Not much has changed with respect to our thematic views on emerging market assets. After having been the bears throughout 2013 and into 2014, we’ve been extremely bullish on the EM space since MAR of this year and see no reason to alter that stance.
Specifically, both our top-down quantitative signals and bottom-up GIP fundamentals augur for continued outperformance of EM assets over the intermediate term.
TACRM Quant Signals (CLICK HERE to download the expository white paper):
- The 29% Optimal Asset Allocation to EM Equities is +6ppts and +12ppts above its trailing 3M and TTM averages, respectively. These deltas suggest the presence of rotation based capital flows (i.e. marginal investor interest). Moreover, 29% is as high a Optimal Asset Allocation to EM Equities we’ve seen on both a TTM and trailing 5Y basis. This effectively means global equity investors with flexible mandates that aren’t overweight EM have likely underperformed and are likely to continue to underperform.
- Across the six primary liquid asset classes (Fixed Income & Yield Chasing Instruments, DM Equities, EM Equities, FX, Commodities and Cash), EM Equities is currently the only asset class with a “high-conviction BUY” rating according to TACRM.
- 14 of the top 20 most bullish ETFs (roughly ~200 in aggregate) from the perspective of TACRM’s Volatility-Adjusted Multi-Duration Momentum Indicator readings are EM Equity exposures.
GIP Fundamentals: Core to our bullish bias on EM assets is an deep understanding of the role DM monetary conditions has historically played in determining valuations for EM assets. Specifically, as those conditions ease – especially US dollar liquidity – EM assets tend to benefit from a tailwind of marginal investor interest. We’ve discussed this carry trade at length over the course of our thematic work on emerging markets (CLICK HERE for the most recent example… refer to slides 17, 19 and 20).

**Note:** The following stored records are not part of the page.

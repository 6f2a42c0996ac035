//! Buffered API response with header and JSON helpers.

// crates.io
use reqwest::header::HeaderMap;
// self
use crate::{_prelude::*, error::TransientError};

/// Response header carrying the total number of items in a collection.
pub const TOTAL_HEADER: &str = "x-total";

/// Successful API response, fully buffered.
#[derive(Clone, Debug)]
pub struct ApiResponse {
	status: u16,
	url: Url,
	headers: HeaderMap,
	body: Vec<u8>,
}
impl ApiResponse {
	/// Wraps already-received response parts.
	pub fn new(status: u16, url: Url, headers: HeaderMap, body: Vec<u8>) -> Self {
		Self { status, url, headers, body }
	}

	/// HTTP status code.
	pub fn status(&self) -> u16 {
		self.status
	}

	/// Final request URL.
	pub fn url(&self) -> &Url {
		&self.url
	}

	/// Response headers.
	pub fn headers(&self) -> &HeaderMap {
		&self.headers
	}

	/// Raw response body.
	pub fn body(&self) -> &[u8] {
		&self.body
	}

	/// Returns a header value when it is present and valid visible ASCII.
	pub fn header(&self, name: &str) -> Option<&str> {
		self.headers.get(name)?.to_str().ok()
	}

	/// Total collection size announced by the `x-total` header.
	pub fn total(&self) -> Option<usize> {
		self.header(TOTAL_HEADER)?.trim().parse().ok()
	}

	/// Decodes the body as JSON, reporting the path of the first mismatch on failure.
	pub fn json<T>(&self) -> Result<T>
	where
		T: DeserializeOwned,
	{
		let mut de = serde_json::Deserializer::from_slice(&self.body);

		serde_path_to_error::deserialize(&mut de).map_err(|source| {
			TransientError::ResponseParse { url: self.url.to_string(), source }.into()
		})
	}
}

#[cfg(test)]
mod tests {
	// crates.io
	use reqwest::header::HeaderValue;
	// self
	use super::*;

	fn response(total: Option<&'static str>, body: &str) -> ApiResponse {
		let mut headers = HeaderMap::new();

		if let Some(total) = total {
			headers.insert(TOTAL_HEADER, HeaderValue::from_static(total));
		}

		ApiResponse::new(
			200,
			Url::parse("https://api.example/v2/users").expect("URL fixture should parse."),
			headers,
			body.as_bytes().to_vec(),
		)
	}

	#[test]
	fn total_reads_x_total_header() {
		assert_eq!(response(Some("250"), "[]").total(), Some(250));
		assert_eq!(response(Some(" 7 "), "[]").total(), Some(7));
		assert_eq!(response(Some("many"), "[]").total(), None);
		assert_eq!(response(None, "[]").total(), None);
	}

	#[test]
	fn json_reports_mismatch_path() {
		#[derive(Debug, Deserialize)]
		struct User {
			#[allow(dead_code)]
			id: u64,
		}

		let users: Vec<User> =
			response(None, r#"[{"id":1},{"id":2}]"#).json().expect("Users should decode.");

		assert_eq!(users.len(), 2);

		let err = response(None, r#"[{"id":1},{"id":"two"}]"#)
			.json::<Vec<User>>()
			.expect_err("Mismatched id must fail to decode.");

		match err {
			Error::Transient(TransientError::ResponseParse { source, .. }) =>
				assert_eq!(source.path().to_string(), "[1].id"),
			other => panic!("Unexpected error variant: {other:?}."),
		}
	}
}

- #GrowthSlowing in the US:
- #GrowthSlowing in Europe:
Looking to the scoreboard, EM has certainly been the place to be since we introduced the thesis (performance since 3/26):
- MSCI EM Index: +13.3%
- MSCI US Index: +8.4%, or -490bps of underperformance
- MSCI Europe Index: +5.4%, or -790bps of underperformance
This outperformance makes perfect sense in the context of the outperformance of the slow-growth, yield-chasing style factor domestically. Specifically, the performance of REITs, MBS and stocks with high dividend yields have explained anywhere from 60-78% of the MSCI EM Index’s price movements across the trailing intermediate-term duration, per the table below which shows the average of trailing 1M, 3M, 6M and 1Y correlations.
All told, until the outlook for domestic and European economic growth ticks up (it won’t in our models through at least year-end), we think investors will have adequate fundamental cover to remain overweight EM. That call is certainly not without risk in the context of #VolatilityAsymmetry across every major asset class, but that remains a bridge we’re happy to cross when we get to it. Calling stock market tops on a prospective basis tends to amount to little more than a fool’s errand.
Our current best ideas across the EM space are highlighted in the table below. A couple of changes to note:
- We are swapping out the iShares MSCI Emerging Markets ETF (EEM) for the Vanguard FTSE Emerging Markets ETF (VWO) to maximize our exposure to China (17.4% VWO vs. 14.7% of EEM) and India (10.8% of VWO vs. 6.7% of EEM) and to minimize our exposure to South Korea (0% of VWO vs. 14.7% of EEM), which is suffering from both deteriorating GIP fundamentals and idiosyncratic risks (Samsung lawsuit and ownership transfer). The +14.1% advance for the EEM since MAR 26 compares to a +6.2% advance for the MSCI All-Country World Index, effectively generating +789bps of research alpha.
- We are booking the gain in both the WisdomTree Emerging Currency Fund (CEW) and the Market Vectors Emerging Markets Local Currency Bond ETF (EMLC). While a net +141bps of alpha between the two exposures is nothing to scoff at, both ideas have become stale in light of the recent quantitative breakout in the US Dollar Index.